═══ TASK INPUTS

//! Severity — ordered alert level plus the per-variant evaluation chains.

use serde::{Deserialize, Serialize};

use crate::metrics::MetricSet;
use crate::variant::Variant;

/// Ordered alert level: `Normal < Warning < Critical`.
#[derive(
    Debug, Clone, Copy, PartialEq, Eq, PartialOrd, Ord, Hash, Default, Serialize, Deserialize,
)]
#[serde(rename_all = "lowercase")]
pub enum Severity {
    #[default]
    Normal,
    Warning,
    Critical,
}

impl Severity {
    /// Whether this level belongs in an alert log (anything above normal).
    #[must_use]
    pub fn is_alert(self) -> bool {
        self != Self::Normal
    }
}

impl std::fmt::Display for Severity {
    fn fmt(&self, f: &mut std::fmt::Formatter<'_>) -> std::fmt::Result {
        match self {
            Self::Normal => f.write_str("normal"),
            Self::Warning => f.write_str("warning"),
            Self::Critical => f.write_str("critical"),
        }
    }
}

/// Result of evaluating a reading against a variant's rules.
#[derive(Debug, Clone, PartialEq, Eq)]
pub struct Assessment {
    pub status: Severity,
    pub message: String,
}

impl Assessment {
    fn new(status: Severity, message: &str) -> Self {
        Self {
            status,
            message: message.to_string(),
        }
    }
}

/// Evaluate a reading against the rules of `variant`.
///
/// Pure and total: any metric keys the variant does not know are ignored,
/// and missing keys simply never trigger. Each chain checks critical
/// conditions first, then warning conditions; the first hit wins.
#[must_use]
pub fn evaluate(variant: Variant, metrics: &MetricSet) -> Assessment {
    match variant {
        Variant::Home => {
            if above(metrics, "temp", 50.0) || above(metrics, "smoke", 60.0) {
                Assessment::new(Severity::Critical, "🔥 FIRE ALERT!")
            } else if above(metrics, "temp", 40.0) || above(metrics, "smoke", 30.0) {
                Assessment::new(Severity::Warning, "⚠️ Elevated levels.")
            } else {
                Assessment::new(Severity::Normal, "All clear.")
            }
        }
        Variant::Hospital => {
            if above(metrics, "heart_rate", 120.0) || below(metrics, "spo2", 90.0) {
                Assessment::new(Severity::Critical, "🚨 CRITICAL vitals!")
            } else if above(metrics, "heart_rate", 100.0) || below(metrics, "spo2", 95.0) {
                Assessment::new(Severity::Warning, "⚠️ Vitals need attention.")
            } else {
                Assessment::new(Severity::Normal, "Stable.")
            }
        }
        Variant::Factory => {
            if above(metrics, "machine_temp", 90.0) || above(metrics, "vibration", 80.0) {
                Assessment::new(Severity::Critical, "🏭 Machine malfunction!")
            } else if above(metrics, "machine_temp", 70.0) || above(metrics, "vibration", 50.0) {
                Assessment::new(Severity::Warning, "⚠️ Outside norms.")
            } else {
                Assessment::new(Severity::Normal, "Normal.")
            }
        }
        Variant::Traffic => {
            if equals(metrics, "accident", 1) {
                Assessment::new(Severity::Critical, "🚗 ACCIDENT!")
            } else if equals(metrics, "congestion", 2) {
                Assessment::new(Severity::Warning, "🚦 Heavy congestion.")
            } else {
                Assessment::new(Severity::Normal, "Normal flow.")
            }
        }
        Variant::Farm => {
            if below(metrics, "soil_moisture", 20.0) || above(metrics, "ph", 9.0) {
                Assessment::new(Severity::Critical, "🌾 Soil danger!")
            } else if below(metrics, "soil_moisture", 30.0) || above(metrics, "ph", 8.0) {
                Assessment::new(Severity::Warning, "⚠️ Soil needs attention.")
            } else {
                Assessment::new(Severity::Normal, "Optimal.")
            }
        }
    }
}

fn above(metrics: &MetricSet, key: &str, limit: f64) -> bool {
    metrics.value(key).is_some_and(|v| v > limit)
}

fn below(metrics: &MetricSet, key: &str, limit: f64) -> bool {
    metrics.value(key).is_some_and(|v| v < limit)
}

fn equals(metrics: &MetricSet, key: &str, code: i64) -> bool {
    #[allow(clippy::cast_precision_loss)]
    let target = code as f64;
    metrics.value(key).is_some_and(|v| (v - target).abs() < f64::EPSILON)
}

#[cfg(test)]
mod tests {
    use super::*;

    fn metrics(pairs: &[(&str, f64)]) -> MetricSet {
        pairs
            .iter()
            .map(|(k, v)| ((*k).to_string(), (*v).into()))
            .collect()
    }

    #[test]
    fn should_order_severity_levels() {
        assert!(Severity::Normal < Severity::Warning);
        assert!(Severity::Warning < Severity::Critical);
    }

    #[test]
    fn should_flag_only_elevated_levels_as_alerts() {
        assert!(!Severity::Normal.is_alert());
        assert!(Severity::Warning.is_alert());
        assert!(Severity::Critical.is_alert());
    }

    #[test]
    fn should_serialize_severity_as_lowercase() {
        assert_eq!(
            serde_json::to_string(&Severity::Critical).unwrap(),
            "\"critical\""
        );
    }

    #[test]
    fn should_be_deterministic_for_same_inputs() {
        let m = metrics(&[("temp", 45.0), ("smoke", 10.0)]);
        let first = evaluate(Variant::Home, &m);
        let second = evaluate(Variant::Home, &m);
        assert_eq!(first, second);
    }

    #[test]
    fn should_prefer_critical_when_both_conditions_hold() {
        // heart_rate alone is critical while spo2 is fine; the chain must
        // never downgrade to warning.
        let m = metrics(&[("heart_rate", 130.0), ("spo2", 99.0)]);
        let result = evaluate(Variant::Hospital, &m);
        assert_eq!(result.status, Severity::Critical);
    }

    #[test]
    fn should_treat_heart_rate_boundary_as_exclusive() {
        let at_limit = metrics(&[("heart_rate", 120.0), ("spo2", 99.0)]);
        assert_eq!(
            evaluate(Variant::Hospital, &at_limit).status,
            Severity::Warning
        );

        let over_limit = metrics(&[("heart_rate", 121.0), ("spo2", 99.0)]);
        assert_eq!(
            evaluate(Variant::Hospital, &over_limit).status,
            Severity::Critical
        );
    }

    #[test]
    fn should_invert_comparison_for_spo2() {
        let m = metrics(&[("heart_rate", 80.0), ("spo2", 89.0)]);
        assert_eq!(evaluate(Variant::Hospital, &m).status, Severity::Critical);

        let m = metrics(&[("heart_rate", 80.0), ("spo2", 94.0)]);
        assert_eq!(evaluate(Variant::Hospital, &m).status, Severity::Warning);
    }

    #[test]
    fn should_raise_fire_alert_for_home_over_temperature() {
        let m = metrics(&[("temp", 55.0), ("smoke", 10.0)]);
        let result = evaluate(Variant::Home, &m);
        assert_eq!(result.status, Severity::Critical);
        assert_eq!(result.message, "🔥 FIRE ALERT!");
    }

    #[test]
    fn should_warn_for_home_smoke_between_thresholds() {
        let m = metrics(&[("temp", 25.0), ("smoke", 45.0)]);
        assert_eq!(evaluate(Variant::Home, &m).status, Severity::Warning);
    }

    #[test]
    fn should_escalate_factory_on_vibration() {
        let m = metrics(&[("machine_temp", 60.0), ("vibration", 85.0)]);
        assert_eq!(evaluate(Variant::Factory, &m).status, Severity::Critical);
    }

    #[test]
    fn should_escalate_traffic_on_accident_code() {
        let m = MetricSet::new()
            .with("vehicle_density", 30_i64)
            .with("accident", 1_i64)
            .with("congestion", 0_i64);
        let result = evaluate(Variant::Traffic, &m);
        assert_eq!(result.status, Severity::Critical);
        assert_eq!(result.message, "🚗 ACCIDENT!");
    }

    #[test]
    fn should_warn_traffic_on_heavy_congestion() {
        let m = MetricSet::new()
            .with("accident", 0_i64)
            .with("congestion", 2_i64);
        assert_eq!(evaluate(Variant::Traffic, &m).status, Severity::Warning);
    }

    #[test]
    fn should_flag_farm_dry_soil_as_critical() {
        let m = metrics(&[("soil_moisture", 15.0), ("ph", 6.5)]);
        assert_eq!(evaluate(Variant::Farm, &m).status, Severity::Critical);
    }

    #[test]
    fn should_report_normal_when_all_metrics_in_range() {
        let m = metrics(&[("temp", 22.0), ("smoke", 5.0)]);
        let result = evaluate(Variant::Home, &m);
        assert_eq!(result.status, Severity::Normal);
        assert_eq!(result.message, "All clear.");
    }

    #[test]
    fn should_ignore_unknown_and_missing_keys() {
        let m = metrics(&[("humidity", 99.0)]);
        assert_eq!(evaluate(Variant::Home, &m).status, Severity::Normal);
        assert_eq!(
            evaluate(Variant::Hospital, &MetricSet::new()).status,
            Severity::Normal
        );
    }
}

══════

▶ WORK INSTRUCTION
Out of the records above, pull each line containing the word "derive".

▶ COMPLETED EXERCISE
#[derive(
#[derive(Debug, Clone, PartialEq, Eq)]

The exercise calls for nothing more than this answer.